### WHAT YOU WILL DO
Pick out each line below containing "crate".

[Data excerpts]
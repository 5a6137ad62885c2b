//! Index-aware visitation of heterogeneous sequences.
//!
//! Tuples and [`aggregate`](crate::aggregate) structs hold fields of different
//! types, so they cannot be iterated. Instead a visitor is called once per
//! field, in field order, with the field's index and a reference to it. Each
//! call is resolved statically against the field's own type.
//!
//! A closure visitor works when every field has the same type. Anything else
//! takes a visitor type implementing [`Visitor`] for every field type:
//!
//! ```
//! # use enumerate::{enumerate, Visitor};
//! # use std::fmt::Debug;
//! struct Render(Vec<String>);
//!
//! impl<T: Debug> Visitor<usize, T> for Render {
//!     fn visit(&mut self, index: usize, value: &T) {
//!         self.0.push(format!("{index}={value:?}"));
//!     }
//! }
//!
//! let Render(out) = enumerate((1u8, "two", 3.0f32)).each(Render(Vec::new()));
//! assert_eq!(out, ["0=1", "1=\"two\"", "2=3.0"]);
//! ```

use crate::{Category, Index, Tag};
use core::marker::PhantomData;

/// Receives shared references to the fields of a heterogeneous sequence.
pub trait Visitor<I, T: ?Sized> {
    fn visit(&mut self, index: I, value: &T);
}

impl<I, T: ?Sized, F> Visitor<I, T> for F
where
    F: FnMut(I, &T),
{
    #[inline]
    fn visit(&mut self, index: I, value: &T) {
        self(index, value)
    }
}

/// Receives mutable references to the fields of a heterogeneous sequence.
pub trait VisitorMut<I, T: ?Sized> {
    fn visit_mut(&mut self, index: I, value: &mut T);
}

impl<I, T: ?Sized, F> VisitorMut<I, T> for F
where
    F: FnMut(I, &mut T),
{
    #[inline]
    fn visit_mut(&mut self, index: I, value: &mut T) {
        self(index, value)
    }
}

/// Number of fields, known at compile time.
pub trait Arity {
    const ARITY: usize;
}

impl<'a, S: Arity + ?Sized> Arity for &'a S {
    const ARITY: usize = S::ARITY;
}

impl<'a, S: Arity + ?Sized> Arity for &'a mut S {
    const ARITY: usize = S::ARITY;
}

/// Calls `V` with each of the first `limit` fields, in order.
pub trait Fields<V, I>: Arity {
    fn visit_fields(&self, visitor: &mut V, limit: usize);
}

/// Calls `V` with a mutable reference to each of the first `limit` fields, in
/// order. Not implemented through shared references.
pub trait FieldsMut<V, I>: Arity {
    fn visit_fields_mut(&mut self, visitor: &mut V, limit: usize);
}

impl<'a, V, I, S: Fields<V, I> + ?Sized> Fields<V, I> for &'a S {
    #[inline]
    fn visit_fields(&self, visitor: &mut V, limit: usize) {
        (**self).visit_fields(visitor, limit)
    }
}

impl<'a, V, I, S: Fields<V, I> + ?Sized> Fields<V, I> for &'a mut S {
    #[inline]
    fn visit_fields(&self, visitor: &mut V, limit: usize) {
        (**self).visit_fields(visitor, limit)
    }
}

impl<'a, V, I, S: FieldsMut<V, I> + ?Sized> FieldsMut<V, I> for &'a mut S {
    #[inline]
    fn visit_fields_mut(&mut self, visitor: &mut V, limit: usize) {
        (**self).visit_fields_mut(visitor, limit)
    }
}

/// Tuples, classified as [`Category::TupleLike`].
pub trait TupleLike: Arity {}

impl<'a, S: TupleLike + ?Sized> TupleLike for &'a S {}
impl<'a, S: TupleLike + ?Sized> TupleLike for &'a mut S {}

/// Structs annotated with [`aggregate`](crate::aggregate), classified as
/// [`Category::AggregateStruct`].
pub trait Aggregate: Arity {}

impl<'a, S: Aggregate + ?Sized> Aggregate for &'a S {}
impl<'a, S: Aggregate + ?Sized> Aggregate for &'a mut S {}

macro_rules! impl_for_tuple {
    (@count) => {0usize};
    (@count $_:ident $($t:ident)*) => {
        impl_for_tuple!(@count $($t)*) + 1
    };
    ($($idx:tt $T:ident),+) => {
        impl<$($T),+> Arity for ($($T,)+) {
            const ARITY: usize = impl_for_tuple!(@count $($T)+);
        }

        impl<$($T),+> TupleLike for ($($T,)+) {}

        impl<__V, __I: Index, $($T),+> Fields<__V, __I> for ($($T,)+)
        where
            $(__V: Visitor<__I, $T>,)+
        {
            #[inline]
            fn visit_fields(&self, visitor: &mut __V, limit: usize) {
                $(
                    if $idx == limit {
                        return;
                    }
                    <__V as Visitor<__I, $T>>::visit(visitor, __I::from_usize($idx), &self.$idx);
                )+
            }
        }

        impl<__V, __I: Index, $($T),+> FieldsMut<__V, __I> for ($($T,)+)
        where
            $(__V: VisitorMut<__I, $T>,)+
        {
            #[inline]
            fn visit_fields_mut(&mut self, visitor: &mut __V, limit: usize) {
                $(
                    if $idx == limit {
                        return;
                    }
                    <__V as VisitorMut<__I, $T>>::visit_mut(visitor, __I::from_usize($idx), &mut self.$idx);
                )+
            }
        }
    };
}

impl_for_tuple!(0 T0);
impl_for_tuple!(0 T0, 1 T1);
impl_for_tuple!(0 T0, 1 T1, 2 T2);
impl_for_tuple!(0 T0, 1 T1, 2 T2, 3 T3);
impl_for_tuple!(0 T0, 1 T1, 2 T2, 3 T3, 4 T4);
impl_for_tuple!(0 T0, 1 T1, 2 T2, 3 T3, 4 T4, 5 T5);
impl_for_tuple!(0 T0, 1 T1, 2 T2, 3 T3, 4 T4, 5 T5, 6 T6);
impl_for_tuple!(0 T0, 1 T1, 2 T2, 3 T3, 4 T4, 5 T5, 6 T6, 7 T7);

#[cfg(feature = "large-tuples")]
mod large_tuples {
    use super::*;

    impl_for_tuple!(0 T0, 1 T1, 2 T2, 3 T3, 4 T4, 5 T5, 6 T6, 7 T7, 8 T8);
    impl_for_tuple!(0 T0, 1 T1, 2 T2, 3 T3, 4 T4, 5 T5, 6 T6, 7 T7, 8 T8, 9 T9);
    impl_for_tuple!(0 T0, 1 T1, 2 T2, 3 T3, 4 T4, 5 T5, 6 T6, 7 T7, 8 T8, 9 T9, 10 T10);
    impl_for_tuple!(0 T0, 1 T1, 2 T2, 3 T3, 4 T4, 5 T5, 6 T6, 7 T7, 8 T8, 9 T9, 10 T10, 11 T11);
}

/// Wrapper for tuples, argument packs and aggregate structs.
///
/// Visits the first `min(arity, limit)` fields with [`Each::each`], or with
/// [`Each::each_mut`] when the source is owned or mutably borrowed:
///
/// ```
/// # use enumerate::{enumerate, enumerate_with};
/// let mut pair = (1, 2);
/// enumerate(&mut pair).each_mut(|index: usize, value: &mut i32| *value += index as i32 * 10);
/// assert_eq!(pair, (1, 12));
///
/// let mut seen = 0;
/// enumerate_with((1, 2, 3), 2usize).each(|_: usize, _: &i32| seen += 1);
/// assert_eq!(seen, 2);
/// ```
///
/// Shared sources stay shared:
///
/// ```compile_fail
/// # use enumerate::enumerate;
/// let pair = (1, 2);
/// enumerate(&pair).each_mut(|_: usize, value: &mut i32| *value = 0);
/// ```
#[derive(Debug, Clone, Copy)]
#[must_use = "`Each` does nothing until visited"]
pub struct Each<S, I, M> {
    source: S,
    limit: Option<usize>,
    marker: PhantomData<fn() -> (I, M)>,
}

impl<S: Arity, I: Index, M: Tag> Each<S, I, M> {
    #[inline]
    pub(crate) fn new(source: S, limit: Option<usize>) -> Self {
        trace_classified!(M, limit);
        Self {
            source,
            limit,
            marker: PhantomData,
        }
    }

    /// Visits shared references to the fields, returning the visitor.
    #[inline]
    pub fn each<V>(&self, mut visitor: V) -> V
    where
        S: Fields<V, I>,
    {
        self.source.visit_fields(&mut visitor, self.visited());
        visitor
    }

    /// Visits mutable references to the fields, returning the visitor.
    #[inline]
    pub fn each_mut<V>(&mut self, mut visitor: V) -> V
    where
        S: FieldsMut<V, I>,
    {
        self.source.visit_fields_mut(&mut visitor, self.visited());
        visitor
    }

    /// Number of fields of the source.
    #[inline]
    pub fn arity(&self) -> usize {
        S::ARITY
    }

    /// Number of fields that get visited.
    #[inline]
    pub fn len(&self) -> usize {
        self.visited()
    }

    #[inline]
    fn visited(&self) -> usize {
        self.limit.map_or(S::ARITY, |limit| S::ARITY.min(limit))
    }

    #[inline]
    pub fn is_empty(&self) -> bool {
        self.len() == 0
    }

    #[inline]
    pub fn limit(&self) -> Option<usize> {
        self.limit
    }

    #[inline]
    pub fn category(&self) -> Category {
        M::CATEGORY
    }

    /// Same source and bound, visited with indices of type `J`.
    #[inline]
    pub fn index_as<J: Index>(self) -> Each<S, J, M> {
        Each {
            source: self.source,
            limit: self.limit,
            marker: PhantomData,
        }
    }

    #[inline]
    pub fn into_inner(self) -> S {
        self.source
    }
}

### SOLUTION TO THIS EXERCISE
//! Tuples and [`aggregate`](crate::aggregate) structs hold fields of different
use crate::{Category, Index, Tag};
/// Structs annotated with [`aggregate`](crate::aggregate), classified as
    pub(crate) fn new(source: S, limit: Option<usize>) -> Self {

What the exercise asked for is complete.